▶ **INFORMATION PROVIDED**:
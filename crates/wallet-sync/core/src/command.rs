use serde::{Deserialize, Serialize};
use std::fmt;

use crate::{
    chain::{ChainFamily, NetworkId},
    snapshot::Snapshot,
};

#[derive(Clone, Copy, Debug, PartialEq, Eq, Hash, Serialize, Deserialize)]
#[serde(rename_all = "SCREAMING_SNAKE_CASE")]
pub enum CommandKind {
    Connect,
    Disconnect,
    Sign,
    Transfer,
}

impl fmt::Display for CommandKind {
    fn fmt(&self, f: &mut fmt::Formatter<'_>) -> fmt::Result {
        match self {
            Self::Connect => f.write_str("CONNECT"),
            Self::Disconnect => f.write_str("DISCONNECT"),
            Self::Sign => f.write_str("SIGN"),
            Self::Transfer => f.write_str("TRANSFER"),
        }
    }
}

/// Parameters of an outbound command, which ones are required depends on the command.
#[derive(Clone, Debug, Default, PartialEq, Eq, Serialize, Deserialize)]
#[serde(rename_all = "camelCase")]
pub struct CommandParams {
    /// Transfer recipient
    #[serde(default, skip_serializing_if = "Option::is_none")]
    pub to: Option<String>,
    /// Transfer amount in display units
    #[serde(default, skip_serializing_if = "Option::is_none")]
    pub amount: Option<String>,
    /// Message to sign
    #[serde(default, skip_serializing_if = "Option::is_none")]
    pub message: Option<String>,
    /// Network the wallet should connect to
    #[serde(default, skip_serializing_if = "Option::is_none")]
    pub network_id: Option<NetworkId>,
}

/// A request for the wallet page, its result comes back as an ordinary inbound event.
#[derive(Clone, Debug, PartialEq, Eq, Serialize, Deserialize)]
#[serde(rename_all = "camelCase")]
pub struct OutboundCommand {
    pub chain_family: ChainFamily,
    pub command: CommandKind,
    #[serde(default)]
    pub params: CommandParams,
}

// === impl OutboundCommand ===

impl OutboundCommand {
    pub fn new(chain_family: ChainFamily, command: CommandKind) -> Self {
        Self { chain_family, command, params: Default::default() }
    }

    pub fn connect(chain_family: ChainFamily) -> Self {
        Self::new(chain_family, CommandKind::Connect)
    }

    pub fn disconnect(chain_family: ChainFamily) -> Self {
        Self::new(chain_family, CommandKind::Disconnect)
    }

    pub fn sign(chain_family: ChainFamily, message: impl Into<String>) -> Self {
        let mut cmd = Self::new(chain_family, CommandKind::Sign);
        cmd.params.message = Some(message.into());
        cmd
    }

    pub fn transfer(
        chain_family: ChainFamily,
        to: impl Into<String>,
        amount: impl Into<String>,
    ) -> Self {
        let mut cmd = Self::new(chain_family, CommandKind::Transfer);
        cmd.params.to = Some(to.into());
        cmd.params.amount = Some(amount.into());
        cmd
    }

    pub fn with_network(mut self, network: NetworkId) -> Self {
        self.params.network_id = Some(network);
        self
    }
}

/// Messages pushed to connected wallet pages.
#[derive(Clone, Debug, PartialEq, Serialize)]
#[serde(tag = "type", rename_all = "snake_case")]
pub enum ServerMessage {
    /// Forwarded command for the wallet extension
    Command(OutboundCommand),
    /// Asks the page to report its full wallet state as `state` events
    StateRequest {
        #[serde(rename = "chainFamily", skip_serializing_if = "Option::is_none")]
        chain_family: Option<ChainFamily>,
    },
    /// Current synchronizer state, sent on connect and after every change
    Snapshot(Snapshot),
}
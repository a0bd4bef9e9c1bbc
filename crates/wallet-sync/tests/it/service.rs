//! timer driven behaviour of the sync service

use crate::utils::*;
use futures::StreamExt;
use serde_json::json;
use std::time::Duration;
use tokio::time::Instant;
use wallet_sync::{SyncConfig, build};
use wallet_sync_core::{ChainFamily, RawEvent, WalletStatus, command::ServerMessage};

fn raw(value: serde_json::Value) -> RawEvent {
    serde_json::from_value(value).unwrap()
}

#[tokio::test(start_paused = true)]
async fn silent_session_is_disconnected() {
    let config = SyncConfig::test()
        .with_liveness_timeout(Duration::from_secs(120))
        .with_eviction_interval(Duration::from_secs(5));
    let (api, service) = build(&config);
    tokio::spawn(service);
    let mut snapshots = api.new_snapshot_notifications();

    let start = Instant::now();
    api.ingest(raw(evm_connect(EVM_ALICE, json!(84532)))).await.unwrap();
    let connected = snapshots.next().await.unwrap();
    assert_eq!(connected.status(ChainFamily::Evm), WalletStatus::Connected);

    let evicted = snapshots.next().await.unwrap();
    assert!(start.elapsed() > Duration::from_secs(120));
    assert!(evicted.session(ChainFamily::Evm).is_none());
    assert!(evicted.sequence > connected.sequence);
    assert_eq!(api.stats().expired_sessions, 1);
}

#[tokio::test(start_paused = true)]
async fn events_keep_session_alive() {
    let config = SyncConfig::test()
        .with_liveness_timeout(Duration::from_secs(60))
        .with_eviction_interval(Duration::from_secs(1));
    let (api, service) = build(&config);
    tokio::spawn(service);

    api.ingest(raw(sol_connect(SOL_ALICE))).await.unwrap();
    api.ingest(raw(evm_connect(EVM_ALICE, json!(84532)))).await.unwrap();
    for _ in 0..4 {
        tokio::time::sleep(Duration::from_secs(30)).await;
        let state = event(
            "solana",
            "state",
            json!({ "address": SOL_ALICE, "networkId": "devnet" }),
        );
        api.ingest(raw(state)).await.unwrap();
    }
    tokio::time::sleep(Duration::from_secs(1)).await;

    let snapshot = api.snapshot();
    assert_eq!(snapshot.status(ChainFamily::Solana), WalletStatus::Connected);
    assert!(snapshot.session(ChainFamily::Evm).is_none());
}

#[tokio::test(start_paused = true)]
async fn idle_pages_are_asked_for_state() {
    let config = SyncConfig::test().with_poll_interval(Duration::from_secs(30));
    let (api, service) = build(&config);
    tokio::spawn(service);
    let mut outbound = api.subscribe_outbound();

    let start = Instant::now();
    let msg = outbound.next().await.unwrap();
    assert_eq!(msg, ServerMessage::StateRequest { chain_family: None });
    assert!(start.elapsed() >= Duration::from_secs(30));

    // the reply is an ordinary event
    let state = event("evm", "state", json!({ "address": EVM_ALICE, "networkId": "0x14a34" }));
    api.ingest(raw(state)).await.unwrap();
    wait_processed(&api, 1).await;
    assert_eq!(api.snapshot().status(ChainFamily::Evm), WalletStatus::Connected);
}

▶ **WORK REQUEST**:
For each line of the material that includes the word "next", make a copy.

▶ **YOUR RESPONSE**:
    let connected = snapshots.next().await.unwrap();
    let evicted = snapshots.next().await.unwrap();
    let msg = outbound.next().await.unwrap();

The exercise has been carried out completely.